When Naval Academy Midshipman 1st Class Margo Darragh’s company officer recommended her for a brigade staff position, she wasn’t expecting to become the brigade commander.
“You just try to be the best midshipman you can be and do what you're supposed to do and look out for other people,” she said. “If an opportunity like this presents itself, you welcome it with open arms.”
As brigade commander, Darragh takes on the role of the most senior midshipman at the academy, leading more than 4,500 of her peers and liaising between them and the commandant of midshipmen and his staff.
With both a new commandant and a new deputy commandant, Darragh sees her job as making that transition as smooth as possible.
“A personal goal for me was to do the best job I could at making that communication clear and helping that transition along so that the brigade benefited from it,” she said.
When Darragh spoke to the brigade at the beginning of the academic year, she stressed the importance of looking out for each other.
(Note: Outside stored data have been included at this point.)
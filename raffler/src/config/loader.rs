//! Configuration loader
//!
//! Loading pipeline:
//! 1. Size check and read
//! 2. YAML parsing into [`RafflerConfig`]
//! 3. Environment overrides (`RAFFLER_DATA_DIR`, `RAFFLER_MAX_TICKET_WEIGHT`, `RAFFLER_SEED`)
//! 4. Validation
//! 5. Freeze with `Arc`

use std::path::{Path, PathBuf};
use std::sync::Arc;

use crate::config::schema::RafflerConfig;
use crate::config::validation::Validator;
use crate::error::ConfigError;

// ============================================================================
// Public API
// ============================================================================

/// Options for the configuration loader.
#[derive(Debug, Clone, Default)]
pub struct LoaderOptions {
    /// Limits for configuration values.
    pub config_limits: ConfigLimits,

    /// Skip environment overrides (used by `raffler validate`).
    pub ignore_env: bool,
}

/// Hard limits for configuration values.
#[derive(Debug, Clone)]
pub struct ConfigLimits {
    /// Maximum chain length (phase 1 plus configured follow-up phases).
    pub max_phases: usize,

    /// Maximum allowed ticket weight cap.
    pub max_ticket_weight: u32,

    /// Maximum configuration file size in bytes.
    pub max_config_size: usize,
}

impl Default for ConfigLimits {
    fn default() -> Self {
        Self {
            max_phases: env_or("RAFFLER_MAX_PHASES", 16),
            max_ticket_weight: env_or("RAFFLER_TICKET_WEIGHT_LIMIT", 1000),
            max_config_size: env_or("RAFFLER_MAX_CONFIG_SIZE", 1024 * 1024),
        }
    }
}

/// Result of loading a configuration file.
#[derive(Debug)]
pub struct LoadResult {
    /// The loaded and validated configuration.
    pub config: Arc<RafflerConfig>,

    /// Warnings encountered during loading.
    pub warnings: Vec<LoadWarning>,
}

/// Warning during configuration loading.
#[derive(Debug, Clone)]
pub struct LoadWarning {
    /// Warning message.
    pub message: String,

    /// Location where the warning occurred.
    pub location: Option<String>,
}

/// Configuration loader.
#[derive(Debug, Default)]
pub struct ConfigLoader {
    options: LoaderOptions,
}

impl ConfigLoader {
    /// Creates a new configuration loader with the given options.
    #[must_use]
    pub const fn new(options: LoaderOptions) -> Self {
        Self { options }
    }

    /// Creates a new configuration loader with default options.
    #[must_use]
    pub fn with_defaults() -> Self {
        Self::new(LoaderOptions::default())
    }

    /// Loads a configuration file and returns the frozen configuration.
    ///
    /// # Errors
    ///
    /// Returns an error if:
    /// - The file doesn't exist or exceeds the size limit
    /// - The YAML is invalid or has unknown fields
    /// - Validation fails
    pub fn load(&self, path: &Path) -> Result<LoadResult, ConfigError> {
        let content = std::fs::read_to_string(path).map_err(|_| ConfigError::MissingFile {
            path: path.to_path_buf(),
        })?;
        self.load_str(&content, path)
    }

    /// Loads configuration from an in-memory YAML document.
    ///
    /// `origin` is only used for error messages.
    ///
    /// # Errors
    ///
    /// Same as [`load`](Self::load), minus the missing-file case.
    pub fn load_str(&self, content: &str, origin: &Path) -> Result<LoadResult, ConfigError> {
        let limits = &self.options.config_limits;
        if content.len() > limits.max_config_size {
            return Err(ConfigError::ParseError {
                path: origin.to_path_buf(),
                line: None,
                message: format!(
                    "configuration is {} bytes, limit is {}",
                    content.len(),
                    limits.max_config_size
                ),
            });
        }

        let mut config: RafflerConfig = if content.trim().is_empty() {
            RafflerConfig::default()
        } else {
            serde_yaml::from_str(content).map_err(|e| ConfigError::ParseError {
                path: origin.to_path_buf(),
                line: e.location().map(|l| l.line()),
                message: e.to_string(),
            })?
        };

        let mut warnings = Vec::new();
        if !self.options.ignore_env {
            warnings.extend(apply_overrides(&mut config, |name| std::env::var(name).ok()));
        }

        let result = Validator::new().validate(&config, limits);
        if result.has_errors() {
            return Err(ConfigError::ValidationError {
                path: origin.display().to_string(),
                errors: result.errors,
            });
        }

        warnings.extend(result.warnings.into_iter().map(|issue| LoadWarning {
            message: issue.message,
            location: Some(issue.path),
        }));

        Ok(LoadResult {
            config: Arc::new(config),
            warnings,
        })
    }

    /// Returns a validated default configuration with environment overrides.
    ///
    /// Used when no `--config` was given.
    ///
    /// # Errors
    ///
    /// Returns an error if an environment override produces an invalid config.
    pub fn defaults(&self) -> Result<LoadResult, ConfigError> {
        self.load_str("", Path::new("<defaults>"))
    }
}

// ============================================================================
// Environment Overrides
// ============================================================================

/// Applies `RAFFLER_*` overrides using `lookup` to read variables.
///
/// Unparseable values are ignored with a warning rather than failing the
/// load.
fn apply_overrides(
    config: &mut RafflerConfig,
    lookup: impl Fn(&str) -> Option<String>,
) -> Vec<LoadWarning> {
    let mut warnings = Vec::new();

    if let Some(dir) = lookup("RAFFLER_DATA_DIR") {
        config.store.path = PathBuf::from(dir);
    }

    if let Some(raw) = lookup("RAFFLER_MAX_TICKET_WEIGHT") {
        match raw.parse() {
            Ok(cap) => config.scheduler.max_ticket_weight = cap,
            Err(_) => warnings.push(LoadWarning {
                message: format!("ignoring RAFFLER_MAX_TICKET_WEIGHT='{raw}': not a number"),
                location: Some("scheduler.max_ticket_weight".to_string()),
            }),
        }
    }

    if let Some(raw) = lookup("RAFFLER_SEED") {
        match raw.parse() {
            Ok(seed) => config.scheduler.seed = Some(seed),
            Err(_) => warnings.push(LoadWarning {
                message: format!("ignoring RAFFLER_SEED='{raw}': not a number"),
                location: Some("scheduler.seed".to_string()),
            }),
        }
    }

    warnings
}

fn env_or<T: std::str::FromStr>(name: &str, default: T) -> T {
    std::env::var(name)
        .ok()
        .and_then(|v| v.parse().ok())
        .unwrap_or(default)
}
“So far I think everyone has been doing really well at it,” she said. “You absolutely can't get through this place without asking for help and without helping other people. I would not have this position at all if I hadn't gotten a lot of help.”
Being in this position gives her the opportunity to use some of the lessons she feels she’s learned about peer leadership while attending Leatherneck training in June and serving as a detailer during Plebe Summer.
“The one big thing I took away from both those trainings was how important it is in those situations to maintain the realization you're working with your peers,” she said.
Having watched her classmates work together under stressful situations when everyone was exhausted, she observed that it’s often easy to take friendship for granted and fail to treat someone with necessary respect when in a position of authority.
“I think as military leaders that is going to be key – having a sense of professionalism and mutual respect when dealing with people in tough situations,” she said.
She also talked to the brigade about maintaining a good attitude even when things are hard.
“I was really looking for positivity. We have a great opportunity here and a lot of great things going for us,” said Darragh.
Those opportunities are what attracted Darragh to service academies and the Naval Academy especially. As a high school student, she wasn’t interested in attending a civilian college.
“They all seemed the same to me,” she said. “The service academies are definitely not the same.”
She remembers visiting the academy and walking down Stribling with the midshipman she was shadowing thinking, “This feels really right. A year from now, this is what I’d want to be doing.”
Once she got the idea of attending the academy, she didn’t want to do anything else. She applied to only two schools – the Naval Academy and West Point, “as a back up,” she said.
"This was the only place I wanted to be.”